BEGIN Data records
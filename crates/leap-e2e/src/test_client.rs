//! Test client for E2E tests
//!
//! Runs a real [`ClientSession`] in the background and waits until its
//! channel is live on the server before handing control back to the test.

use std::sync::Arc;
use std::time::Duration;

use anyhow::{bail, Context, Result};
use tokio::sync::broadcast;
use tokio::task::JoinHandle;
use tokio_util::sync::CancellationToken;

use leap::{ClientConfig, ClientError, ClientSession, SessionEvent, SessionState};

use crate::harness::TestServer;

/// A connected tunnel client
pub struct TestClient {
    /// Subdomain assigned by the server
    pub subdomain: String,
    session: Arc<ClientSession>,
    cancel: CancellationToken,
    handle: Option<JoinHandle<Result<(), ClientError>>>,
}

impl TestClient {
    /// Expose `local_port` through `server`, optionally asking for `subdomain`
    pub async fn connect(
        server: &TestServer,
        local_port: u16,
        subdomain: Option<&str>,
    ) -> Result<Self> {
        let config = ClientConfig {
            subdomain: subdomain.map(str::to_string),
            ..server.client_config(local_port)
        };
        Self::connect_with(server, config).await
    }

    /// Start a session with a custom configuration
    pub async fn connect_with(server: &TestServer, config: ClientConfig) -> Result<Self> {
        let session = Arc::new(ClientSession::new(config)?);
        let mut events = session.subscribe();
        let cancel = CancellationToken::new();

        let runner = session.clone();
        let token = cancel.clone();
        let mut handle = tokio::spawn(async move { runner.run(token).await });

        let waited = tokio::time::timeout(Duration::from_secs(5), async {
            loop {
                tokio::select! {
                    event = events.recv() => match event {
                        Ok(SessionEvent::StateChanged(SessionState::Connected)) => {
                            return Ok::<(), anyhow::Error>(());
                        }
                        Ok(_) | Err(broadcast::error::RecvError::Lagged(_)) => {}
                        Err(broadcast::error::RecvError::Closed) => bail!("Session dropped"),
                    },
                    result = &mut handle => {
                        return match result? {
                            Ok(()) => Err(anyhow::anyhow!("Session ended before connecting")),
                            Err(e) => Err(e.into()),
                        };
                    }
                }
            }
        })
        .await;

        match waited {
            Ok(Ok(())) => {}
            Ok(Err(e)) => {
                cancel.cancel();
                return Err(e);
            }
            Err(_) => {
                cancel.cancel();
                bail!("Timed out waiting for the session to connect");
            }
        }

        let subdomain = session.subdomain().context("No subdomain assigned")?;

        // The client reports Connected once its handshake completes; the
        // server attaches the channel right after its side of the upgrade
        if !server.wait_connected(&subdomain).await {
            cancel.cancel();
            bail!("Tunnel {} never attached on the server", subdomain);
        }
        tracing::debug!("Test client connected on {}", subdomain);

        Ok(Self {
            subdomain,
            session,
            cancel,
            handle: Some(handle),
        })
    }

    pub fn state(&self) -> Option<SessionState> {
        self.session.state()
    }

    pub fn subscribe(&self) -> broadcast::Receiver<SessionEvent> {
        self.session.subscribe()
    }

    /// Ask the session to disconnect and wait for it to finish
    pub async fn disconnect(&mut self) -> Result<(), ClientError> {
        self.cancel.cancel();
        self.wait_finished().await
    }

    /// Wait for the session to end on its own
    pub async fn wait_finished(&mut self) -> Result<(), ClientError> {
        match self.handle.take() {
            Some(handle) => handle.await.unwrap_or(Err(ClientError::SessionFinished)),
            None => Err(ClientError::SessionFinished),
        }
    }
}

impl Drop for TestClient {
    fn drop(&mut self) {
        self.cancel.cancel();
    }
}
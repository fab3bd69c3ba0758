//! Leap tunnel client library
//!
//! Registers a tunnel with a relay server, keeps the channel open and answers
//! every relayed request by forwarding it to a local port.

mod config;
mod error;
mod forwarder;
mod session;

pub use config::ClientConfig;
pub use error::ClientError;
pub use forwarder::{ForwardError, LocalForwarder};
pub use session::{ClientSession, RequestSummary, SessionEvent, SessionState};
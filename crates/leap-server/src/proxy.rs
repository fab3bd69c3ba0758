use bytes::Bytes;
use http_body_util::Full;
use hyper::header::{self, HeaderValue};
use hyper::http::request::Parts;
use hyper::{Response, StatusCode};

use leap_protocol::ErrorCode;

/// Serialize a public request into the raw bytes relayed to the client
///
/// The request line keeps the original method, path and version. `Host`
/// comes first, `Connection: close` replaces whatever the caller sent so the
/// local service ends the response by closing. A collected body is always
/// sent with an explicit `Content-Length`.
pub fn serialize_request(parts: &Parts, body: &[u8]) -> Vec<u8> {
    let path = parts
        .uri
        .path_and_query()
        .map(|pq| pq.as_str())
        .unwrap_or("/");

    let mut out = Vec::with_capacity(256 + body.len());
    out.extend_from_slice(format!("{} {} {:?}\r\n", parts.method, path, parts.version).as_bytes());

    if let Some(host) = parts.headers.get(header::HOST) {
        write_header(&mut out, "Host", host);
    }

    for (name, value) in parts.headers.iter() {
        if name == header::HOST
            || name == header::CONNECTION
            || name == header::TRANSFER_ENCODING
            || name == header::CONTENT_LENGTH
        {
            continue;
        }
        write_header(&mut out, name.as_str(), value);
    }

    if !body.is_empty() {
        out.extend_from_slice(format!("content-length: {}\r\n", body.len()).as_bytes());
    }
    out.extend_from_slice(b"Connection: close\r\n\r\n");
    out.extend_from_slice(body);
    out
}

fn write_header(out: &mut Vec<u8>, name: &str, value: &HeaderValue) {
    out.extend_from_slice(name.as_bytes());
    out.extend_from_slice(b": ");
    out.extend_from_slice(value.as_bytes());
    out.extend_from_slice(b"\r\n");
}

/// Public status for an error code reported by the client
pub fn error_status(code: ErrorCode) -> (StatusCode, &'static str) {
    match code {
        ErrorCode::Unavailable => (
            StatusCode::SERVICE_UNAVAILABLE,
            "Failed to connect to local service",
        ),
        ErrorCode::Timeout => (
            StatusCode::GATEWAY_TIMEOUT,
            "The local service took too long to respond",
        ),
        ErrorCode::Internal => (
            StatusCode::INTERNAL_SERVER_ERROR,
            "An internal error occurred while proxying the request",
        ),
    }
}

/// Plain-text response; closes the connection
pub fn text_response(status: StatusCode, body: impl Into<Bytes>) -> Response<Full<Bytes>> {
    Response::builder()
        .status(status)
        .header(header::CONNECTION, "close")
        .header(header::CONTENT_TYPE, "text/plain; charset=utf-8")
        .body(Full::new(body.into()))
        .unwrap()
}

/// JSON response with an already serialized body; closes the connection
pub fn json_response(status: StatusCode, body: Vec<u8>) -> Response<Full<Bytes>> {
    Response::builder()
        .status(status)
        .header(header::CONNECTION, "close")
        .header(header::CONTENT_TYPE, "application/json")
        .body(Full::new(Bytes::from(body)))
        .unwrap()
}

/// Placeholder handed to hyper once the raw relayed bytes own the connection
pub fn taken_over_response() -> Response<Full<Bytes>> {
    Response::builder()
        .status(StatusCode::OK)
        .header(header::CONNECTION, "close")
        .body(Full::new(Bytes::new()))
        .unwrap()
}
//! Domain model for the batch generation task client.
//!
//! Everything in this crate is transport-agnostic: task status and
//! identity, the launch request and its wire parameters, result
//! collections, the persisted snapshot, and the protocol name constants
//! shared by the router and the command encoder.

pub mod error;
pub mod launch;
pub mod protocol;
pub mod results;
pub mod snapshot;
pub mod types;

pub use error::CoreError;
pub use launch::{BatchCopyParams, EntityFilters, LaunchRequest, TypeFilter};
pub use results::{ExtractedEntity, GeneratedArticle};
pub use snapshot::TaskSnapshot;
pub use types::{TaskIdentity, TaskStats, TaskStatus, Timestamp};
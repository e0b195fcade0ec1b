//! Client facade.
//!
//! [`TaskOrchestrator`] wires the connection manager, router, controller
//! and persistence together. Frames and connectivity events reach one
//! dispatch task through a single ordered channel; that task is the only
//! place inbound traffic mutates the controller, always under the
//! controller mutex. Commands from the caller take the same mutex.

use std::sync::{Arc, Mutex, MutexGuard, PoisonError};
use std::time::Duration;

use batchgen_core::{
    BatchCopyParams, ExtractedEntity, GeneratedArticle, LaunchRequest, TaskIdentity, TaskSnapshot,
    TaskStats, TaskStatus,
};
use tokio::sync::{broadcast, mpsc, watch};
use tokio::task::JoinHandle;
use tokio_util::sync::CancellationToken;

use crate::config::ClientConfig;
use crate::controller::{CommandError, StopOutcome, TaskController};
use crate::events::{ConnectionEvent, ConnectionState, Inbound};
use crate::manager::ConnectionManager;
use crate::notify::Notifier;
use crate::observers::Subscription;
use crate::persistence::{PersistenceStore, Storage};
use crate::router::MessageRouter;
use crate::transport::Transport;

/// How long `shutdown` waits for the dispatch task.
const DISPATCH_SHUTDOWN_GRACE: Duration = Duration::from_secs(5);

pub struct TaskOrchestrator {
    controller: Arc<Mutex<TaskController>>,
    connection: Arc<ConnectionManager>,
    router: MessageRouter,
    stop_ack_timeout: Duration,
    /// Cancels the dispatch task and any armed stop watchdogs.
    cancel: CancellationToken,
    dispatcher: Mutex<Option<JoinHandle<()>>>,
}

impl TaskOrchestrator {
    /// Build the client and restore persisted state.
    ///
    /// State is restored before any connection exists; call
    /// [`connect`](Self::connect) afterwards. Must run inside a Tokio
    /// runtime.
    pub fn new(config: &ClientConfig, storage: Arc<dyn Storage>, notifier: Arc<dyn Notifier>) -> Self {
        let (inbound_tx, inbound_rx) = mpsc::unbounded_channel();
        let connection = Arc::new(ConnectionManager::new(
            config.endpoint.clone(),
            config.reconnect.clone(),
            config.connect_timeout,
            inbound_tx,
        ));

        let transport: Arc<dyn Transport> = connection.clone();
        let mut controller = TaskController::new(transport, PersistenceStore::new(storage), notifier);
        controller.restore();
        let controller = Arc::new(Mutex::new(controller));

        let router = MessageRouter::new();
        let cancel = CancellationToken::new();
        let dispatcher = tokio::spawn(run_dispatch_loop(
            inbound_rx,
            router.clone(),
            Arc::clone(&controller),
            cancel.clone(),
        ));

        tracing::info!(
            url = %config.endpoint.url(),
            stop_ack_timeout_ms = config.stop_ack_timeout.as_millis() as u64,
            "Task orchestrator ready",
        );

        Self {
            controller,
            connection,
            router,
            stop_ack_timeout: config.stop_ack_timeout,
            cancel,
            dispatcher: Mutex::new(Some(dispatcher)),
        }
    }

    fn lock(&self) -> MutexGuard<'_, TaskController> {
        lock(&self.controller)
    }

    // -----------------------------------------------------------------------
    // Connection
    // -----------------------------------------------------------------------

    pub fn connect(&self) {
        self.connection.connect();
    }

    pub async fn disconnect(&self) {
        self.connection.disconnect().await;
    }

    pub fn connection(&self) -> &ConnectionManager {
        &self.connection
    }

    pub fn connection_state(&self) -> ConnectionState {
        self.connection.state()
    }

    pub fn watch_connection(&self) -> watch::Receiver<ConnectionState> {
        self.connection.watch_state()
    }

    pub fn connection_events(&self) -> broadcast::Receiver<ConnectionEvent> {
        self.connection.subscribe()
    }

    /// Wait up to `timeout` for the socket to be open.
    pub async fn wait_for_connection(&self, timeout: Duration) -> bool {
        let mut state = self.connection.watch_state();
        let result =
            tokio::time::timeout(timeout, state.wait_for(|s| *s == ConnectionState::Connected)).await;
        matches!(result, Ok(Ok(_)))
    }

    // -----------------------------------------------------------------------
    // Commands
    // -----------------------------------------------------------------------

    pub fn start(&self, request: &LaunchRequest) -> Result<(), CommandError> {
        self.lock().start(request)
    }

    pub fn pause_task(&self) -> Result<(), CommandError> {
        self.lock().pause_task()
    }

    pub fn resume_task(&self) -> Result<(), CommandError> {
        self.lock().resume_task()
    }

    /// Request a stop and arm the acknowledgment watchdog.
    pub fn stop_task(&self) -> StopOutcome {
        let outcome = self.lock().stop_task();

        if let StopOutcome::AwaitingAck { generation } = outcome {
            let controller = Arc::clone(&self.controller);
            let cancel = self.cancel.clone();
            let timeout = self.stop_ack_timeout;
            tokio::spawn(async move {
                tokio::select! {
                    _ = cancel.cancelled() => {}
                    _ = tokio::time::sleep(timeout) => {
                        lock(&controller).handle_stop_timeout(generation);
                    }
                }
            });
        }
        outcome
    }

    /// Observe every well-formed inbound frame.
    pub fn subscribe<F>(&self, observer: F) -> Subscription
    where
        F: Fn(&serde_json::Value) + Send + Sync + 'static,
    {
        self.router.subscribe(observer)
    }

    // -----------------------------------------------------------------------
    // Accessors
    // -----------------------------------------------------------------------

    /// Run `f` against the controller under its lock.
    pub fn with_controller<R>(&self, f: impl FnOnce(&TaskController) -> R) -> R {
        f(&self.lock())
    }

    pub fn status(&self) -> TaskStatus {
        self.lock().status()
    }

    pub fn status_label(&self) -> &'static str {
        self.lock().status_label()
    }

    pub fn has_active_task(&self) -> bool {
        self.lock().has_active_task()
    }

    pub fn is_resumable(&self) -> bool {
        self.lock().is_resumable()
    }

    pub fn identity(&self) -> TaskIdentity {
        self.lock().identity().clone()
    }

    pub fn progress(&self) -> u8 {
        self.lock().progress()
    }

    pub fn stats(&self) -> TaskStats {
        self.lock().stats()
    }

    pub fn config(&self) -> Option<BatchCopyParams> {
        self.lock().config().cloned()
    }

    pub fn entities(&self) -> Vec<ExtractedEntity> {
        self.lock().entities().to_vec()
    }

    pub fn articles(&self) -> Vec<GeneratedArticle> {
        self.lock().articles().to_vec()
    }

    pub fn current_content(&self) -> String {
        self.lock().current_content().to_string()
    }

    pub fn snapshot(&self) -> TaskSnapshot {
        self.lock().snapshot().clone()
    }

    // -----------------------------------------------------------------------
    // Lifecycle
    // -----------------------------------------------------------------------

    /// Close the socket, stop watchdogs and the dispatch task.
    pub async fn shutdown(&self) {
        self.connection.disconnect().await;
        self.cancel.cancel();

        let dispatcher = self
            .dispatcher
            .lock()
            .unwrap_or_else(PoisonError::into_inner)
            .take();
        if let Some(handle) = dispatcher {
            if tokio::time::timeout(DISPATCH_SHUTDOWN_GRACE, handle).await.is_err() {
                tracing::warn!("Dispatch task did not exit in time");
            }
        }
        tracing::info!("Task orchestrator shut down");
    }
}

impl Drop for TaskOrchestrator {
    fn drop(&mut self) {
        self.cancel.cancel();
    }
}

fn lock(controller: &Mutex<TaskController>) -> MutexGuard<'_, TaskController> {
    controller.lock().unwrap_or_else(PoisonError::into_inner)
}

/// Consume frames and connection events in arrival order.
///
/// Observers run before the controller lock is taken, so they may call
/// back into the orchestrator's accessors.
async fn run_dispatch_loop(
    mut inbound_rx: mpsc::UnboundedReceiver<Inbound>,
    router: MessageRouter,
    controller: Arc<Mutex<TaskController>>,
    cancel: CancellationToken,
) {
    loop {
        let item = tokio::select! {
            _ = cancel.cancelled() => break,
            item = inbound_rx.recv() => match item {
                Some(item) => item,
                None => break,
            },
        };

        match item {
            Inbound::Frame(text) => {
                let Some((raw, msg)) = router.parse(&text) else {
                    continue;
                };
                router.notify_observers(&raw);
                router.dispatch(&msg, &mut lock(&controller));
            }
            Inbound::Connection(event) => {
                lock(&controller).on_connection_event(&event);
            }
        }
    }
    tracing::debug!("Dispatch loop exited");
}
END Data records
Above are the records. Copy every line in them holding "entities".

    pub fn entities(&self) -> Vec<ExtractedEntity> {
        self.lock().entities().to_vec()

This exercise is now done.